Treasury is using a transition rule for 2023 and 2024 that allows a mineral to count toward that tally if half of the value added during the mining, refining or recycling process happens in approved countries.
Exactly which countries fall under the “free trade agreement” umbrella has spurred some controversy after Treasury determined that’s not a clearly defined term. The new guidance counts 20 countries with formal trade pacts in place and Japan, which signed a targeted agreement with the U.S. this week for trading critical minerals used in electric vehicles.
The guidance allows more countries to qualify down the line if they strike deals with the U.S. that contain typical trade commitments like reducing restrictions on exports, including mineral-specific agreements. For example, the administration is negotiating another mineral-specific pact with the European Union that will likely qualify.
The Alliance for Automotive Innovation had urged Treasury to take a more expansive approach that could include new mineral-specific agreements. And Manchin has said he’s comfortable with new pacts as long as they’re with allied countries that have secure supply chains.
Other lawmakers on both sides of the aisle have taken issue with the terms of the deals themselves, and with the administration’s move to negotiate and agree to them without formal consideration by Congress.
Several said Friday that Treasury’s new interpretation of the term “free trade agreement” contradicts lawmakers’ intention when the broader law was enacted last year.
Oregon Rep. Earl Blumenauer, the top Democrat on the House Ways and Means Trade Subcommittee, urged the administration to reverse course and work with Congress. “The Administration is proposing more than guidance around a clean vehicle tax credit, it is redefining a Free Trade Agreement,” he said in a statement.
Ways and Means member Brad Schneider, D-Ill., said in a statement that Treasury had put forward a “concerning, expansive definition” that Congress didn’t intend.
And Ways and Means Chairman Jason Smith, R-Mo., said in a statement criticizing the guidance that the administration was also using it to justify “fake trade agreements” negotiated secretly without congressional approval.
Battery manufacturing
The other half of the subsidies are based on where car batteries are put together. As of mid-April, half of battery parts — based on their cost — will have to be made or assembled in North America. That threshold rises gradually to require the full battery to be made on the continent after 2028.

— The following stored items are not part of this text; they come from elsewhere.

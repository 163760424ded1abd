//! Rebuilds a branch tree from a flat node graph.
//!
//! Branch boundaries come from the child links: a run of `Next` links is one branch,
//! a `Fork` ends it. Decomposition identifiers are turned back into branch-path
//! references, so flattening the result reproduces the graph's identifiers.

use tracing::instrument;

use crate::domain::entities::{Branch, Reference, Statement};
use crate::domain::error::{DomainError, DomainResult};
use crate::domain::graph::{Children, FlatGraph, NodeId};

/// Node identifiers of one branch and its sub-branches.
struct Skeleton {
    ids: Vec<NodeId>,
    children: Vec<Skeleton>,
}

struct Unflattener<'g> {
    graph: &'g FlatGraph,
    /// Where each node ended up in the rebuilt tree
    locations: Vec<Option<Reference>>,
}

impl<'g> Unflattener<'g> {
    fn layout(
        &mut self,
        first: NodeId,
        parent: Option<NodeId>,
        path: &mut Vec<usize>,
    ) -> DomainResult<Skeleton> {
        let graph = self.graph;
        let mut ids = Vec::new();
        let mut current = first;
        let mut expected_parent = parent;

        loop {
            let node = graph.get(current).ok_or_else(|| {
                DomainError::MalformedGraph(format!("missing node {}", current))
            })?;
            if node.parent != expected_parent {
                return Err(DomainError::MalformedGraph(format!(
                    "node {} has parent {:?}, but is linked from {:?}",
                    current, node.parent, expected_parent
                )));
            }
            if self.locations[current].is_some() {
                return Err(DomainError::MalformedGraph(format!(
                    "node {} is reached twice",
                    current
                )));
            }
            self.locations[current] = Some(Reference::new(path.clone(), ids.len()));
            ids.push(current);

            match &node.children {
                Children::Next(next) => {
                    expected_parent = Some(current);
                    current = *next;
                }
                Children::Fork(firsts) => {
                    let mut children = Vec::with_capacity(firsts.len());
                    for (index, &child) in firsts.iter().enumerate() {
                        path.push(index);
                        children.push(self.layout(child, Some(current), path)?);
                        path.pop();
                    }
                    return Ok(Skeleton { ids, children });
                }
            }
        }
    }

    fn build(&self, skeleton: &Skeleton) -> DomainResult<Branch> {
        let statements = skeleton
            .ids
            .iter()
            .map(|&id| self.statement(id))
            .collect::<DomainResult<Vec<_>>>()?;
        let children = skeleton
            .children
            .iter()
            .map(|child| self.build(child))
            .collect::<DomainResult<Vec<_>>>()?;
        Ok(Branch::new(statements, children))
    }

    fn statement(&self, id: NodeId) -> DomainResult<Statement> {
        let node = &self.graph.nodes()[id];
        let references = node
            .decomposition
            .iter()
            .map(|&target| {
                self.locations
                    .get(target)
                    .cloned()
                    .flatten()
                    .ok_or_else(|| {
                        DomainError::MalformedGraph(format!(
                            "node {} references unplaced node {}",
                            id, target
                        ))
                    })
            })
            .collect::<DomainResult<Vec<_>>>()?;
        Ok(Statement {
            text: node.text.clone(),
            premise: node.premise,
            references,
        })
    }
}

/// Rebuilds the proof tree described by `graph`.
///
/// Every node must be reachable from the single root, and every parent link must
/// agree with the child links.
#[instrument(level = "debug", skip(graph), fields(count = graph.len()))]
pub fn unflatten(graph: &FlatGraph) -> DomainResult<Branch> {
    let Some(root) = graph.root() else {
        if graph.is_empty() {
            return Ok(Branch::default());
        }
        return Err(DomainError::MalformedGraph(
            "no node without a parent".to_string(),
        ));
    };

    let mut unflattener = Unflattener {
        graph,
        locations: vec![None; graph.len()],
    };
    let skeleton = unflattener.layout(root, None, &mut Vec::new())?;

    if let Some(orphan) = unflattener.locations.iter().position(Option::is_none) {
        return Err(DomainError::MalformedGraph(format!(
            "node {} is not reachable from the root",
            orphan
        )));
    }
    unflattener.build(&skeleton)
}

#[cfg(test)]
mod tests {
    use super::*;
    use crate::domain::flatten::flatten;

    #[test]
    fn test_rebuilds_branches_and_references() {
        let tree = Branch::new(
            vec![Statement::premise("P ∨ Q"), Statement::premise("¬P")],
            vec![
                Branch::leaf(vec![
                    Statement::new("P").with_references(vec![Reference::root(0)]),
                    Statement::new("×").with_references(vec![
                        Reference::new(vec![0], 0),
                        Reference::root(1),
                    ]),
                ]),
                Branch::leaf(vec![Statement::new("Q")]),
            ],
        );

        let rebuilt = unflatten(&flatten(&tree).unwrap()).unwrap();

        assert_eq!(rebuilt, tree);
    }

    #[test]
    fn test_empty_graph_is_empty_tree() {
        assert_eq!(unflatten(&FlatGraph::default()).unwrap(), Branch::default());
    }
}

The subsidies are also limited to car models that typically go for a price below $80,000 for vans, SUVs and pickup trucks, or $55,000 for smaller cars like sedans. And buyers can only claim the benefits if they make less than $150,000 per year, or $300,000 for married couples who file taxes together.
The new guidance from Treasury doesn’t include its interpretation of a part of the law that bars electric vehicles containing any battery parts made by a “foreign entity of concern” from qualifying for subsidies starting in 2024, or that bans any cars containing critical minerals mined, refined or recycled by a “foreign entity of concern” beginning in 2025. Treasury plans to roll out guidance on that provision at a later date.